(Stored records)
══════
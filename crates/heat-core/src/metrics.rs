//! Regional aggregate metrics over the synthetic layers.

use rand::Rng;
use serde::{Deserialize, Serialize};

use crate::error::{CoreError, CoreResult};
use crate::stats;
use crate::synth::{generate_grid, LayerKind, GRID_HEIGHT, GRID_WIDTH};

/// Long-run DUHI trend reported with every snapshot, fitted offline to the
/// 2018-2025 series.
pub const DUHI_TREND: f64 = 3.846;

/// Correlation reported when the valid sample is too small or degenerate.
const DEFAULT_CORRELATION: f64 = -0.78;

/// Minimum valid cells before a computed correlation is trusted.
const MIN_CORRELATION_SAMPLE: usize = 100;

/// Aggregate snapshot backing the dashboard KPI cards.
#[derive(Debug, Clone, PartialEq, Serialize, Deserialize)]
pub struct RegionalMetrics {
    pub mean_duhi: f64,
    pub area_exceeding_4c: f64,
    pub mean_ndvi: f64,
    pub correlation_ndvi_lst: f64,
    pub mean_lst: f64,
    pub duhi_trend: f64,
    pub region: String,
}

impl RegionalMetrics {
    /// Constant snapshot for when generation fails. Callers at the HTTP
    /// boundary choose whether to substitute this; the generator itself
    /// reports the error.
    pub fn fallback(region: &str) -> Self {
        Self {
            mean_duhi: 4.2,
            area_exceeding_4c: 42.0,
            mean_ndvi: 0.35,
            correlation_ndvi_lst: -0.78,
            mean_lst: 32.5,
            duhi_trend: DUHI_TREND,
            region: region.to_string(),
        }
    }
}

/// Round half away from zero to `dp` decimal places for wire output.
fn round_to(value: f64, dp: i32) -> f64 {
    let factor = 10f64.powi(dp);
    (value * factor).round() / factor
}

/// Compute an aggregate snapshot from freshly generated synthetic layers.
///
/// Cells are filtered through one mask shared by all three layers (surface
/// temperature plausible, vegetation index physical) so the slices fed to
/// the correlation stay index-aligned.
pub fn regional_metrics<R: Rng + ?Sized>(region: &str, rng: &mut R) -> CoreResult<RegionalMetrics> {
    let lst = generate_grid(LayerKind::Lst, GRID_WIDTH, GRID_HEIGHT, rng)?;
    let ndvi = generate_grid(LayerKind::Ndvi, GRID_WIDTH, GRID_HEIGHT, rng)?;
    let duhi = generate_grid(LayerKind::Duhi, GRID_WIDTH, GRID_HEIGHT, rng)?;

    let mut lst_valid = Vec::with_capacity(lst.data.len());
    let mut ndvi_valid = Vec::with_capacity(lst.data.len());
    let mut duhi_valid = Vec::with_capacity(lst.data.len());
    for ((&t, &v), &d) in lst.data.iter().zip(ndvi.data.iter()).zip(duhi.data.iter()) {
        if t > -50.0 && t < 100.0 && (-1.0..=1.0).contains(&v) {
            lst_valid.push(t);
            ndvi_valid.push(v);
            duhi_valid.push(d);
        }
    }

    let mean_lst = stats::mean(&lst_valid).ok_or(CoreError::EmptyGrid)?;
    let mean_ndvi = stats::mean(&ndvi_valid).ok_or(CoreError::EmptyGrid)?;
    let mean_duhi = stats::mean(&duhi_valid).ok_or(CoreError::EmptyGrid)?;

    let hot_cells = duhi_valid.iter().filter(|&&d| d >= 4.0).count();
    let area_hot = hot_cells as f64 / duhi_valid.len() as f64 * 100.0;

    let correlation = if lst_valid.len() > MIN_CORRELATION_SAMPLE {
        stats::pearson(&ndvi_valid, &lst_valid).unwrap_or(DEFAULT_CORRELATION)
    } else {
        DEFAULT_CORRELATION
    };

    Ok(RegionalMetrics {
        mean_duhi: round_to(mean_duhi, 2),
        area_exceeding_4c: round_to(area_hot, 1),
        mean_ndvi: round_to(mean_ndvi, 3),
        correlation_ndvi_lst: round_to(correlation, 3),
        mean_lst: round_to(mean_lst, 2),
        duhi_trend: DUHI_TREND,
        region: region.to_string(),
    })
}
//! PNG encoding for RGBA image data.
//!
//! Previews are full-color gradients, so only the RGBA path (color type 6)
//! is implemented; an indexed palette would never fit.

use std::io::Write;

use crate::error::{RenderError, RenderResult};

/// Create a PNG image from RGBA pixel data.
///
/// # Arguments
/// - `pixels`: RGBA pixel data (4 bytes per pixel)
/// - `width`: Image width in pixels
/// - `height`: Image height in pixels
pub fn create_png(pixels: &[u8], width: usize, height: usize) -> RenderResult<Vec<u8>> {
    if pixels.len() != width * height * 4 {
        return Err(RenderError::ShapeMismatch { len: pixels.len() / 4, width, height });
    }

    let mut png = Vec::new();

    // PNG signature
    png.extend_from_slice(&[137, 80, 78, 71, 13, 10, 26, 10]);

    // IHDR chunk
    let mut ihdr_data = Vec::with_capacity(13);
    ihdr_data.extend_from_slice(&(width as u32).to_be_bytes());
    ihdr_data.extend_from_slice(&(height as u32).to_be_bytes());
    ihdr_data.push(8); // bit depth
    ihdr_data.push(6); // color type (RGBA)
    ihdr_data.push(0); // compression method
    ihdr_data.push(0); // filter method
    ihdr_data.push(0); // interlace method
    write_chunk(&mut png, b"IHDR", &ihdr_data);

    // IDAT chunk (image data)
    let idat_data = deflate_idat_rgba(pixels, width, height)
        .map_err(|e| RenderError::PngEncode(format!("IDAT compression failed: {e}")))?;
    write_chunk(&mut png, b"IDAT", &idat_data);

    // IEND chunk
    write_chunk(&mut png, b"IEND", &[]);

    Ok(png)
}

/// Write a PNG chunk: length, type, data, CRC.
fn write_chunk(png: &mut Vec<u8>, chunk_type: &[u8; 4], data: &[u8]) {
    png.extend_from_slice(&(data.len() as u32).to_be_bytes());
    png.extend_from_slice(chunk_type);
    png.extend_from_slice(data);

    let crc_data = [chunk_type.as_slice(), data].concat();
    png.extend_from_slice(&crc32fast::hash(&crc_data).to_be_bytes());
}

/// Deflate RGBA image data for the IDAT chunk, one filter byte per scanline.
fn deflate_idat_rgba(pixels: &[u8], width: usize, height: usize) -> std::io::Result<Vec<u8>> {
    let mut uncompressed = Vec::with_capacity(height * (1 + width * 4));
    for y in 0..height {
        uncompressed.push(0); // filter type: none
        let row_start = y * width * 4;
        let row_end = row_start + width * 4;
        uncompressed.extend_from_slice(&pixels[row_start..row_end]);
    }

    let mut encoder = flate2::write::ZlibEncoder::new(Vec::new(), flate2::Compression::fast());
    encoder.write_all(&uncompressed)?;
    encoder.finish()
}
══════
* _TASK ITEM_: Using the entries above, return exactly the lines from the line with "for y in 0..height" to the line with "encoder.finish()", counting both of those lines.

* _PROBLEM SOLUTION_:
    for y in 0..height {
        uncompressed.push(0); // filter type: none
        let row_start = y * width * 4;
        let row_end = row_start + width * 4;
        uncompressed.extend_from_slice(&pixels[row_start..row_end]);
    }

    let mut encoder = flate2::write::ZlibEncoder::new(Vec::new(), flate2::Compression::fast());
    encoder.write_all(&uncompressed)?;
    encoder.finish()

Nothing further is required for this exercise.